#### Work to be completed:
Would you please return the lines of the material that contain the word "display"?

#### Provided records:
--------------------
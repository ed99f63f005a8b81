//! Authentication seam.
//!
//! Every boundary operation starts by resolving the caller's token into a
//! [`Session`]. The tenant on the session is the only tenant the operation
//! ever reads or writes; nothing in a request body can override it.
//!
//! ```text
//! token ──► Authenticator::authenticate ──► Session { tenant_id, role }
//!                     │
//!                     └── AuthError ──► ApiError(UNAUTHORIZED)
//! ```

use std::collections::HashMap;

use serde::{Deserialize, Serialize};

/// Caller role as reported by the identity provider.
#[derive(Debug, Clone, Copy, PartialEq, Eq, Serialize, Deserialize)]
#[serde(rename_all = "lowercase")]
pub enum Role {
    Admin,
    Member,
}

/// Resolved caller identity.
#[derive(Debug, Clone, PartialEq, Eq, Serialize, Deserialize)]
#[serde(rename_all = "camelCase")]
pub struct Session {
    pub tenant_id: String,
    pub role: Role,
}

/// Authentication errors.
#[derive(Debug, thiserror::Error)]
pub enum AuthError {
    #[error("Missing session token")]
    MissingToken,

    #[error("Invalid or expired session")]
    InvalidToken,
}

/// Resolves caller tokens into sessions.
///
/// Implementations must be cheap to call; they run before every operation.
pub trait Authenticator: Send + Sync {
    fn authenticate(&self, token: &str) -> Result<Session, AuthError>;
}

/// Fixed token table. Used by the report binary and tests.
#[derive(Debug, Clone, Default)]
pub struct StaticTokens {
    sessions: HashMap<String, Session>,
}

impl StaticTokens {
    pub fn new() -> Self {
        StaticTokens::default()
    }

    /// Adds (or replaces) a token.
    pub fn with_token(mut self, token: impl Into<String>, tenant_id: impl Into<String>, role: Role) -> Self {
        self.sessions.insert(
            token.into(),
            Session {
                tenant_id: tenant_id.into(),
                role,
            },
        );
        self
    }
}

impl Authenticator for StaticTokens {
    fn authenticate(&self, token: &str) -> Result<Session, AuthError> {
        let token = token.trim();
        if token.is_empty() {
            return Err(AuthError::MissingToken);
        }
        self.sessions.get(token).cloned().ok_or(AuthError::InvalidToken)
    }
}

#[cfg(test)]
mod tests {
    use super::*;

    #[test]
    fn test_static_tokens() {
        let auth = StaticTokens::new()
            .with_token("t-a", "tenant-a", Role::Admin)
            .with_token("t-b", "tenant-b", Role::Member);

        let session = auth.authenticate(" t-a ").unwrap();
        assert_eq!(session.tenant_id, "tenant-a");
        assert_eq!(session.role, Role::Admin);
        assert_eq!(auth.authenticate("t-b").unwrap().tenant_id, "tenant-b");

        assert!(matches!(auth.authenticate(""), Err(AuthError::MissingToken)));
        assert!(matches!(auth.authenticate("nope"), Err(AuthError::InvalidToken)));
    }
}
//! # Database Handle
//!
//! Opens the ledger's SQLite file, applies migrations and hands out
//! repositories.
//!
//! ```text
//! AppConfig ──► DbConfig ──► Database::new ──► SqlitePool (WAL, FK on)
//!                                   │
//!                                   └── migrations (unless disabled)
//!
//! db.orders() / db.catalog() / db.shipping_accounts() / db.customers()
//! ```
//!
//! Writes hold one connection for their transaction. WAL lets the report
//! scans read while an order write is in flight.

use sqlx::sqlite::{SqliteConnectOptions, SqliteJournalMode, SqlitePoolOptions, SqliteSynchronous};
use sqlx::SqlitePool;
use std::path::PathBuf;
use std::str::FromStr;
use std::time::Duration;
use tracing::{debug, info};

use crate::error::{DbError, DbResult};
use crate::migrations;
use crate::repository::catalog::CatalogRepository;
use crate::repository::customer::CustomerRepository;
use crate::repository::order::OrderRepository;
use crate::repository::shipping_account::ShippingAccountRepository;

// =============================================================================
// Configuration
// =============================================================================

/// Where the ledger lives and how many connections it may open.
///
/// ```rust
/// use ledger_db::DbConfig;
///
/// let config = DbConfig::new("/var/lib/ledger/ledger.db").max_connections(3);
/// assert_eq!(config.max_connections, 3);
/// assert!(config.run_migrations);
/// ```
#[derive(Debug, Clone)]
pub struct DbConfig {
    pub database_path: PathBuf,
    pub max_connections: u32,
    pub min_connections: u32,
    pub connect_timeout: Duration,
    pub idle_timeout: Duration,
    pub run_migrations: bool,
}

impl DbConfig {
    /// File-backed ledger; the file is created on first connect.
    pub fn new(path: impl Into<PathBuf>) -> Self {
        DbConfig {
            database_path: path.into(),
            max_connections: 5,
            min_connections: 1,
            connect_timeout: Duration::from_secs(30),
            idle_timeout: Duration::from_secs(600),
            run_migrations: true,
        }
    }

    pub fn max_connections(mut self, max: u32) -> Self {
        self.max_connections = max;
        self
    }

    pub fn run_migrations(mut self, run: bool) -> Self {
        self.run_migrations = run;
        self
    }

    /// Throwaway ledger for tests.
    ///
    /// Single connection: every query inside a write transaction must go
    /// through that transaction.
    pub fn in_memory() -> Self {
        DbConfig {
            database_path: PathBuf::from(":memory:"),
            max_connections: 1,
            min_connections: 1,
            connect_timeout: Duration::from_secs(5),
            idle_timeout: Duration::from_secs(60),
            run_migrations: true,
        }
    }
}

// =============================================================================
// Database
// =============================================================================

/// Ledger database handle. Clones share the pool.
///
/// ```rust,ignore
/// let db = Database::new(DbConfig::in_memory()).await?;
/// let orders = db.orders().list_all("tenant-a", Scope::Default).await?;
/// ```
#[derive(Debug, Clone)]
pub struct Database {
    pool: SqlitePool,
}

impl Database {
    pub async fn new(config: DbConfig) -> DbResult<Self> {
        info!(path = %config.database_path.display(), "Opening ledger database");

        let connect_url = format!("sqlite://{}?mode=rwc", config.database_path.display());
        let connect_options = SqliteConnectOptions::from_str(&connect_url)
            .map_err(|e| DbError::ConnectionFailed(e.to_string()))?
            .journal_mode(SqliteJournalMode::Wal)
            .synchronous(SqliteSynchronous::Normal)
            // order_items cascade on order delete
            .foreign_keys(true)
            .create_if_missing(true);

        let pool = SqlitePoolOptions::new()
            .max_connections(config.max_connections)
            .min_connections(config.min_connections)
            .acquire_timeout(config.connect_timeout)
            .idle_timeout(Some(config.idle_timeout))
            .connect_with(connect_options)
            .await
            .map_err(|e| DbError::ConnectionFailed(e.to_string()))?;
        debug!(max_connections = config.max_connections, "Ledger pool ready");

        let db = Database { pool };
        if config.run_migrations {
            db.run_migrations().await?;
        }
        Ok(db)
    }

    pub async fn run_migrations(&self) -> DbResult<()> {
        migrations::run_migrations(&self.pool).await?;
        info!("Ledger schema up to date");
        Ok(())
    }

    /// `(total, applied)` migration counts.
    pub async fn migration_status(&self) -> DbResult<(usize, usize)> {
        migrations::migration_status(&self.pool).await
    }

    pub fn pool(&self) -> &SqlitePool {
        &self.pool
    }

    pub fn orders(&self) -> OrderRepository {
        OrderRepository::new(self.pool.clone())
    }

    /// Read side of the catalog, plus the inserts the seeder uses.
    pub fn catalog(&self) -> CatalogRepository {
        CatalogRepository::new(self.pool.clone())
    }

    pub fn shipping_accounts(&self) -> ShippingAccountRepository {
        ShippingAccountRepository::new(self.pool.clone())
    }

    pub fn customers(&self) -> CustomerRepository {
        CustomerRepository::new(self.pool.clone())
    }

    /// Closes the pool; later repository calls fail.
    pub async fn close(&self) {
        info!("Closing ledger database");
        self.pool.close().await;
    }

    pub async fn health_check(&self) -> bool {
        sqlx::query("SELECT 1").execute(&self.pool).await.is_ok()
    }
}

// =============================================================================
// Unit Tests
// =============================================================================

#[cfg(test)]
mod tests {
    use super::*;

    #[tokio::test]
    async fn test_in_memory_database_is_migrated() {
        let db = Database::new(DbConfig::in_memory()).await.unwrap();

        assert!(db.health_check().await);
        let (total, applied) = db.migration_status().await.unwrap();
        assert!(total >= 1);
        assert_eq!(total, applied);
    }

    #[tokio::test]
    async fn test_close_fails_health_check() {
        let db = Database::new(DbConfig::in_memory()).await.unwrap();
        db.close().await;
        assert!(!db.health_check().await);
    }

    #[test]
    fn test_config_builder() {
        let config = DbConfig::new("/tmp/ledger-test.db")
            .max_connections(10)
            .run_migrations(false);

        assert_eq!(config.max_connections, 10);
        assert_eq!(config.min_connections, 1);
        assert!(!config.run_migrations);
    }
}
--------------------
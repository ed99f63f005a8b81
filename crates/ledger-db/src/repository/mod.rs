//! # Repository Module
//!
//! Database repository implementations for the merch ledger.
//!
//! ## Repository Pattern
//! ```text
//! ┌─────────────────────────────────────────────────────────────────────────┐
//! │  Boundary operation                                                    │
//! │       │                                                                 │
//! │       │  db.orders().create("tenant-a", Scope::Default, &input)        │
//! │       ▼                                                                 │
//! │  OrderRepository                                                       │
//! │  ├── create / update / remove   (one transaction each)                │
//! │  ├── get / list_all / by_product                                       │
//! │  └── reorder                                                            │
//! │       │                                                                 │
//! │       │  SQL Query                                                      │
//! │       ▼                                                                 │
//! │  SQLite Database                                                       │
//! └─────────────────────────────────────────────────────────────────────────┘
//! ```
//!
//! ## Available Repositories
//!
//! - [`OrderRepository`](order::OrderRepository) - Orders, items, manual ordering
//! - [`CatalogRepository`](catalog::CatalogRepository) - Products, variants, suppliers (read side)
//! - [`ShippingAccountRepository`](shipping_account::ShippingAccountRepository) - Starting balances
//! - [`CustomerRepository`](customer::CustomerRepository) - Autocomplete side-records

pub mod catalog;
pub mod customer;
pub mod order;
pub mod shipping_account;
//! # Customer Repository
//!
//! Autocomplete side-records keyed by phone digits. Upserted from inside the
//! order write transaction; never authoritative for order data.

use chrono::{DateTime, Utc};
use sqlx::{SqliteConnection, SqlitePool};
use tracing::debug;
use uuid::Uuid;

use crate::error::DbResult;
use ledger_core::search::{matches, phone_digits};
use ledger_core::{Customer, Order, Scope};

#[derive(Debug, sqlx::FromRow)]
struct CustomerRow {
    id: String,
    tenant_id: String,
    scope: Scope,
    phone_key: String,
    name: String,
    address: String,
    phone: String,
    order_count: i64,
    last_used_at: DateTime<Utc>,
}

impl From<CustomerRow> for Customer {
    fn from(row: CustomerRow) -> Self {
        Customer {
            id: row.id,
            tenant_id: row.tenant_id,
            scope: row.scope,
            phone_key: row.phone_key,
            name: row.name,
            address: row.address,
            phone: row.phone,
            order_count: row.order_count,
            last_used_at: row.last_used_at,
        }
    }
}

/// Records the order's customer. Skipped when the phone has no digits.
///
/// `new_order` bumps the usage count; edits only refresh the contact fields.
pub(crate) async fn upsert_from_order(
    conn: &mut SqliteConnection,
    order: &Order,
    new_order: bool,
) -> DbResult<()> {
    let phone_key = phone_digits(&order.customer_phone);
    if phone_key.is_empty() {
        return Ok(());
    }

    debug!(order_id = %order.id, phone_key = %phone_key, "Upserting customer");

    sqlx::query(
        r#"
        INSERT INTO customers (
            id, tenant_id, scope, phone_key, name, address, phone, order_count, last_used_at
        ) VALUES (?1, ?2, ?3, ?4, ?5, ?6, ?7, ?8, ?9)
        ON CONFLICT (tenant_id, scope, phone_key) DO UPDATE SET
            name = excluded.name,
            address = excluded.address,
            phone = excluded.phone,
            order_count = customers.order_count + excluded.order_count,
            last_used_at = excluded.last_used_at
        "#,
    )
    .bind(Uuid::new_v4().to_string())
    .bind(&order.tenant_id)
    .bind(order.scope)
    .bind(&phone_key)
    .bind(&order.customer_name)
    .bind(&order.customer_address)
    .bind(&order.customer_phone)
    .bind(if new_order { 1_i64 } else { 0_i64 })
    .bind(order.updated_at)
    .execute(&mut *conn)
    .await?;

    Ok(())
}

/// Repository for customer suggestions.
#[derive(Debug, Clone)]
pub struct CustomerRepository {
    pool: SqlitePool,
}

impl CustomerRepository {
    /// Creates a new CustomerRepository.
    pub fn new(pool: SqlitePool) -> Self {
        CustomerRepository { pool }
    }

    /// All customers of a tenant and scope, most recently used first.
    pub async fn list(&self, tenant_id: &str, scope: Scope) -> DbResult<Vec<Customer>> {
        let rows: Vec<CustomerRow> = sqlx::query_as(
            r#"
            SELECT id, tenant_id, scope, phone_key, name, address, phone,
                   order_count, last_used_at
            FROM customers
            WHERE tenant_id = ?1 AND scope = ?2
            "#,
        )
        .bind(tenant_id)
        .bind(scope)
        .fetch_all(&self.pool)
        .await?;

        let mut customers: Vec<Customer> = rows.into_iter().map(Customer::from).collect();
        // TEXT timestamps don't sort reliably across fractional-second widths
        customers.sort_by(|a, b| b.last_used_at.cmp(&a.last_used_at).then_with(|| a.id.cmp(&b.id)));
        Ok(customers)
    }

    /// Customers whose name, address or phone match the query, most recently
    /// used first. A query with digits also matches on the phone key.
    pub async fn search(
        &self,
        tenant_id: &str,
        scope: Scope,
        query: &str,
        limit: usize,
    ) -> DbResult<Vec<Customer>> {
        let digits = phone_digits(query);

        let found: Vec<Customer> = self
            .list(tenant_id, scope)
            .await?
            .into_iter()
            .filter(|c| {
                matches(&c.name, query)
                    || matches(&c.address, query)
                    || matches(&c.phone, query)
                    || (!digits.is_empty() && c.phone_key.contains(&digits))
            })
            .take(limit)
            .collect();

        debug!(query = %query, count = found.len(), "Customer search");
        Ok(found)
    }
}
--------------------
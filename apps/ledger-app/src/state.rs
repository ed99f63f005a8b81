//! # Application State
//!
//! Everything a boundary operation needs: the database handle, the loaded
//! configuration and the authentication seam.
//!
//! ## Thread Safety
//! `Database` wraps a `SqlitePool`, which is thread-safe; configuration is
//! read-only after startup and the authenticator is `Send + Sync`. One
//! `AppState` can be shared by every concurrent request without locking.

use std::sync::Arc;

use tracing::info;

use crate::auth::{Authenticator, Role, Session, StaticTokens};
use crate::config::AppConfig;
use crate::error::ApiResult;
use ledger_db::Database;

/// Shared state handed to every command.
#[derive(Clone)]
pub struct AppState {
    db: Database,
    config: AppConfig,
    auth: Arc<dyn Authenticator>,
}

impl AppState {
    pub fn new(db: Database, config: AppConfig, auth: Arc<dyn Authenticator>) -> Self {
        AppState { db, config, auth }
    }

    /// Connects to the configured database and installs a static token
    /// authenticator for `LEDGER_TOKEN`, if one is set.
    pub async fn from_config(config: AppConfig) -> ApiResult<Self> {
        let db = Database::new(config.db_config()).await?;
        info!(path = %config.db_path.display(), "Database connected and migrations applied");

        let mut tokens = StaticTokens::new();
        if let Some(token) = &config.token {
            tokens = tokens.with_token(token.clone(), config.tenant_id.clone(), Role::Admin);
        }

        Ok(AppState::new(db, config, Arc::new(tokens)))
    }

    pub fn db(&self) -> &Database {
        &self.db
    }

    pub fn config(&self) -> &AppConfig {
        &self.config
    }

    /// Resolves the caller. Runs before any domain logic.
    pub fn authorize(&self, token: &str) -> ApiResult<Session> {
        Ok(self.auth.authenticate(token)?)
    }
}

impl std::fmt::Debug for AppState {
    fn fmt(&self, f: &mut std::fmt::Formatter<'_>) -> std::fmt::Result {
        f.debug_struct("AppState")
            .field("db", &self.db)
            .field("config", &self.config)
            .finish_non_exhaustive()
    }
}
--------------------
#### Written reply:
        info!(path = %config.database_path.display(), "Opening ledger database");
        let connect_url = format!("sqlite://{}?mode=rwc", config.database_path.display());
        info!(path = %config.db_path.display(), "Database connected and migrations applied");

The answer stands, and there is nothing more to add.